Out of idleness, out of weakness,
What they like best is noise!
They want another Bastille
So they can go off and storm it!
It’s stupid to argue with them,
They’re only shadows!
[KV, 374–75]
There is very little evidence on which to essay judgments about what would have become of Galich as a guitar poet had accidental death not cut short his life. There is the possibility that he would have turned the cutting edge of his satirical talent against Western society in a more substantial and successful way than he does in “The Wild West.” It would be stupid not to understand the passionate anxiety felt upon contemplating open societies by those people who have passed through Stalinism and the rigors of dissidence and exile. But Galich’s denigration of what he saw as the West’s inability to recognize the paramount danger from the East is expressed mainly in abstract fulmination. Unlike the satires about Soviet society he had composed in the sixties, these songs lack the authentic speaking voice, and they lack the depth of understanding of the societies and their inmates which form their targets. But most of all they lack the moral basis of the earlier songs.

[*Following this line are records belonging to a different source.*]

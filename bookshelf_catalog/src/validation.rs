use crate::api::{BookDetails, BookInput, BookStatus, ErrorResponse, FieldError};

#[derive(thiserror::Error, Debug, Clone, Eq, PartialEq)]
#[error("Invalid book data: {}", joined_messages(.fields))]
pub struct ValidationError {
    pub fields: Vec<FieldError>,
}

impl From<ValidationError> for ErrorResponse {
    fn from(err: ValidationError) -> Self {
        ErrorResponse {
            error: "Invalid book data".to_string(),
            fields: err.fields,
        }
    }
}

fn joined_messages(fields: &[FieldError]) -> String {
    fields
        .iter()
        .map(|f| f.message.as_str())
        .collect::<Vec<_>>()
        .join(", ")
}

fn non_blank(value: Option<String>) -> Option<String> {
    value.filter(|v| !v.trim().is_empty())
}

impl BookInput {
    /// Checks the request before it goes anywhere near storage.
    /// Every failing field is reported, not only the first one.
    pub fn validate(self) -> Result<BookDetails, ValidationError> {
        let mut fields = vec![];

        if self.title.trim().is_empty() {
            fields.push(FieldError {
                field: "title".to_string(),
                message: "title is required".to_string(),
            });
        }
        if self.shelf_number.trim().is_empty() {
            fields.push(FieldError {
                field: "shelf_number".to_string(),
                message: "shelf_number is required".to_string(),
            });
        }

        let status = match non_blank(self.status) {
            None => BookStatus::default(),
            Some(raw) => match raw.parse::<BookStatus>() {
                Ok(status) => status,
                Err(err) => {
                    fields.push(FieldError {
                        field: "status".to_string(),
                        message: err.to_string(),
                    });
                    BookStatus::default()
                }
            },
        };

        if !fields.is_empty() {
            return Err(ValidationError { fields });
        }

        Ok(BookDetails {
            title: self.title.trim().to_string(),
            author: non_blank(self.author),
            description: non_blank(self.description),
            status,
            shelf_number: self.shelf_number.trim().to_string(),
        })
    }
}
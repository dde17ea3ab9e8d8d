use bookshelf_catalog::api::{Book, BookId, BookInput};
use bookshelf_catalog::client::CatalogServiceClient;

/// The calls the catalog screen makes against the service
#[async_trait::async_trait]
pub trait CatalogGateway: Send + Sync {
    async fn list_books(&self, shelf_number: Option<&str>) -> anyhow::Result<Vec<Book>>;
    async fn create_book(&self, input: &BookInput) -> anyhow::Result<Book>;
    async fn update_book(&self, book_id: BookId, input: &BookInput) -> anyhow::Result<Book>;
    async fn delete_book(&self, book_id: BookId) -> anyhow::Result<()>;
}

#[async_trait::async_trait]
impl CatalogGateway for CatalogServiceClient {
    async fn list_books(&self, shelf_number: Option<&str>) -> anyhow::Result<Vec<Book>> {
        CatalogServiceClient::list_books(self, shelf_number).await
    }

    async fn create_book(&self, input: &BookInput) -> anyhow::Result<Book> {
        CatalogServiceClient::create_book(self, input).await
    }

    async fn update_book(&self, book_id: BookId, input: &BookInput) -> anyhow::Result<Book> {
        CatalogServiceClient::update_book(self, book_id, input).await
    }

    async fn delete_book(&self, book_id: BookId) -> anyhow::Result<()> {
        CatalogServiceClient::delete_book(self, book_id).await
    }
}
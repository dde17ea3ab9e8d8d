use std::sync::Arc;

use actix_web::{App, HttpServer};
use anyhow::Context;
use paperclip::actix::{web, OpenApiExt};
use tracing_actix_web::TracingLogger;

use bookshelf_catalog::app_config::{config_app, json_config};
use bookshelf_catalog::books_repository::{
    BookRepository, InMemoryBookRepository, PostgresBooksRepository,
    PostgresBooksRepositoryConfig,
};
use bookshelf_catalog::settings::{Settings, StorageSettings};
use bookshelf_catalog::telemetry::init_telemetry;

const APP_NAME: &str = "bookshelf_catalog";

#[actix_web::main]
async fn main() -> anyhow::Result<()> {
    let settings = Settings::load()?;
    init_telemetry(APP_NAME, settings.export_traces)?;

    // Built once and shared by every worker
    let books_repository: Arc<dyn BookRepository> = match settings.storage()? {
        StorageSettings::InMemory => {
            tracing::warn!("Using in-memory storage, books are lost on restart");
            Arc::new(InMemoryBookRepository::default())
        }
        StorageSettings::Postgres { database_url } => Arc::new(
            PostgresBooksRepository::init(PostgresBooksRepositoryConfig { database_url })
                .await
                .context("Failed to init postgres")?,
        ),
    };

    tracing::info!(
        "starting HTTP server at http://{}:{}",
        settings.host,
        settings.port
    );

    HttpServer::new(move || {
        App::new()
            .wrap_api()
            .app_data(web::Data::new(books_repository.clone()))
            .app_data(json_config())
            .wrap(TracingLogger::default())
            .configure(config_app)
            .with_json_spec_at("/apispec/v2")
            .build()
    })
    .bind((settings.host.as_str(), settings.port))?
    .run()
    .await?;

    Ok(())
}
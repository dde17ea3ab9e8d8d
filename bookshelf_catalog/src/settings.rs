use anyhow::{bail, Context};
use serde::Deserialize;

/// Process settings, read from environment variables
/// (`DATABASE_URL`, `USE_IN_MEMORY_DB`, `HOST`, `PORT`, `EXPORT_TRACES`)
#[derive(Debug, Clone, Deserialize, PartialEq, Eq)]
pub struct Settings {
    #[serde(default)]
    pub database_url: Option<String>,
    #[serde(default)]
    pub use_in_memory_db: bool,
    #[serde(default = "Settings::default_host")]
    pub host: String,
    #[serde(default = "Settings::default_port")]
    pub port: u16,
    #[serde(default)]
    pub export_traces: bool,
}

#[derive(Debug, Clone, PartialEq, Eq)]
pub enum StorageSettings {
    InMemory,
    Postgres { database_url: String },
}

impl Settings {
    fn default_host() -> String {
        "0.0.0.0".to_string()
    }

    fn default_port() -> u16 {
        8080
    }

    pub fn load() -> anyhow::Result<Self> {
        Self::from_environment(config::Environment::default().try_parsing(true))
    }

    fn from_environment(environment: config::Environment) -> anyhow::Result<Self> {
        config::Config::builder()
            .add_source(environment)
            .build()
            .context("Failed to read environment")?
            .try_deserialize()
            .context("Failed to parse settings")
    }

    /// Postgres unless the in-memory store was asked for.
    /// A missing connection string is a startup error, never a per-request one
    pub fn storage(&self) -> anyhow::Result<StorageSettings> {
        if self.use_in_memory_db {
            return Ok(StorageSettings::InMemory);
        }
        match self.database_url.as_deref().map(str::trim) {
            Some(url) if !url.is_empty() => Ok(StorageSettings::Postgres {
                database_url: url.to_string(),
            }),
            _ => bail!("DATABASE_URL is not set"),
        }
    }
}
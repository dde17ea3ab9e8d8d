pub mod api;
pub mod validation;

#[cfg(any(feature = "client", test))]
pub mod client;

#[cfg(any(feature = "server", test))]
pub mod app_config;
#[cfg(any(feature = "server", test))]
pub mod books_repository;
#[cfg(any(feature = "server", test))]
mod handlers;
#[cfg(any(feature = "server", test))]
pub mod settings;
#[cfg(any(feature = "server", test))]
pub mod telemetry;
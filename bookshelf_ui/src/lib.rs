//! State of the bookshelf catalog screen.
//!
//! Everything here is independent of rendering: the controller owns a
//! [`state::CatalogState`] and talks to the catalog service through a
//! [`gateway::CatalogGateway`], so the same logic can sit behind a terminal,
//! web or desktop front end.

pub mod controller;
pub mod form;
pub mod gateway;
pub mod reconcile;
pub mod state;
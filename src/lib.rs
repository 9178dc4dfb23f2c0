//! Tug of Rope - a two-player rope pulling game core
//!
//! Core modules:
//! - `sim`: Deterministic simulation (rope solver, AI opponent, match flow)
//! - `settings`: Data-driven tuning with JSON load/save
//! - `input`: Backend-neutral mapping of key/touch/mouse events to pull intent
//!
//! Rendering and device input are owned by the host. Each frame the host
//! calls [`sim::tick`] with elapsed milliseconds and the human pull flag,
//! then draws from [`sim::MatchState::snapshot`].

pub mod error;
pub mod input;
pub mod settings;
pub mod sim;

pub use error::ConfigError;
pub use settings::{DifficultyPreset, Settings};

/// Default tuning constants (all times in milliseconds, distances in field units)
pub mod consts {
    /// Fixed simulation timestep used by the headless runner (60 Hz)
    pub const SIM_DT_MS: f32 = 1000.0 / 60.0;
    /// Maximum substeps per frame to prevent spiral of death
    pub const MAX_SUBSTEPS: u32 = 8;

    /// Default play-field dimensions
    pub const FIELD_WIDTH: f32 = 480.0;
    pub const FIELD_HEIGHT: f32 = 800.0;
    /// Safe region inset from the field edges
    pub const BOUNDS_INSET_X: f32 = 40.0;
    pub const BOUNDS_INSET_Y: f32 = 60.0;
    /// Distance of the rope ends from the top/bottom edges after reset
    pub const LAYOUT_MARGIN: f32 = 80.0;

    /// Puller (character) layout
    pub const PULLER_EDGE_OFFSET: f32 = 52.0;
    pub const PULLER_RADIUS: f32 = 36.0;
    /// How far inside the character's outline the rope is gripped
    pub const GRIP_INSET: f32 = 6.0;

    /// Rope
    pub const PARTICLE_COUNT: usize = 24;
    pub const REST_LENGTH: f32 = 18.0;
    pub const DAMPING: f32 = 0.995;
    pub const GRAVITY: f32 = 0.0;
    pub const PULL_STRENGTH: f32 = 1.6;
    /// Share of the pull impulse passed to the second particle from the end
    pub const PULL_FALLOFF: f32 = 0.8;
    pub const RELAXATION_ITERATIONS: u32 = 6;
    /// Correction weight of the two end particles (stiffer grip)
    pub const END_CORRECTION_WEIGHT: f32 = 0.25;
    pub const CENTERING_STRENGTH: f32 = 0.002;
    pub const DISTANCE_EPSILON: f32 = 0.0001;
    pub const GRIP_EASING: f32 = 0.22;

    /// Midpoint displacement that ends a round
    pub const VICTORY_THRESHOLD: f32 = 120.0;

    /// Opponent
    pub const AI_DIFFICULTY: f32 = 0.86;
    pub const AI_SENSITIVITY: f32 = 0.012;
    pub const AI_DIFFICULTY_WEIGHT: f32 = 0.6;
    pub const AI_NOISE_WIDTH: f32 = 0.3;
    pub const AI_DESIRE_THRESHOLD: f32 = 0.4;
    pub const AI_STAMINA_GATE: f32 = 0.15;
    pub const AI_STAMINA_FLOOR: f32 = 0.25;
    pub const AI_PULL_COST: f32 = 0.06;
    pub const AI_REST_RECOVERY: f32 = 0.03;
    pub const AI_PULL_BASE_MS: f32 = 180.0;
    pub const AI_PULL_JITTER_MS: f32 = 220.0;
    pub const AI_REST_BASE_MS: f32 = 120.0;
    pub const AI_REST_JITTER_MS: f32 = 400.0;
    /// Added to `1 - difficulty` when scaling rest jitter and recovery
    pub const AI_REST_JITTER_BIAS: f32 = 0.2;
    pub const AI_RECOVERY_BIAS: f32 = 0.3;
}
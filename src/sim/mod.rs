//! Deterministic simulation module
//!
//! All gameplay logic lives here. This module must be pure and deterministic:
//! - Elapsed time and pull flags come in as plain values
//! - Seeded RNG only
//! - Stable iteration order (rope index order)
//! - No rendering or platform dependencies

pub mod opponent;
pub mod rope;
pub mod state;
pub mod tick;

pub use opponent::{Decision, OpponentController, OpponentState};
pub use rope::{GripTargets, Particle, PullInput, RopeSimulator};
pub use state::{MatchRecord, MatchSnapshot, MatchState, Puller, TickInput, Winner};
pub use tick::{check_victory, tick};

This basis was Galich’s sense of guilt. In the USSR after his anathematization and before his exile, and in the West in emigration, he was speaking from a position of moral rectitude, of reconciliation with his own personality; and it led him, with damaging results for his art, to preach and teach. Galich’s great guitar songs were the satires, written and sung about his fellow citizens and in their own voices. His own personality was shielded, but the songs were fueled by his personal sense of guilt at his morally ambiguous position as a privileged beneficiary of Soviet society. The spiritual peace and the moral resolution that he acquired when he became an outcast seem to have fatally diverted him from the expression of his truest talent, which was for dramatic satire.
But nothing can take away from his achievement as a guitar poet inside Soviet Russia. He took the genre that Okudzhava had developed as a new outlet for the expression of the lyric sensibility in Russian and turned it into a mighty weapon of social and political criticism. The most telling tribute to Galich’s power is the complete official suppression of his work in the USSR. When Vysotsky died, many words were written and spoken publicly about guitar poetry and the “bards”: Galich’s name was never mentioned.18
Of all the guitar poets, Galich was the most intimately tied to Soviet society and culture. His language, his characters, the situations and framework of ideas found in his songs, are all reflections of the unique society of which he was the coeval and which he understood so profoundly. As a modern Russian satirist he ranks with Zoshchenko, and he has no equal among satirists of the post-Stalin era. As a master of the grotesque he ranks alongside Bulgakov. His achievement was to speak to his contemporaries with sufficient power to overcome and make nonsense of the denial of publication that was imposed by the controllers of the media. And there is no doubt whatsoever that this power will suffice to keep Galich’s songs at the forefront of the Russian cultural consciousness, whether or not they are ever published in their native country.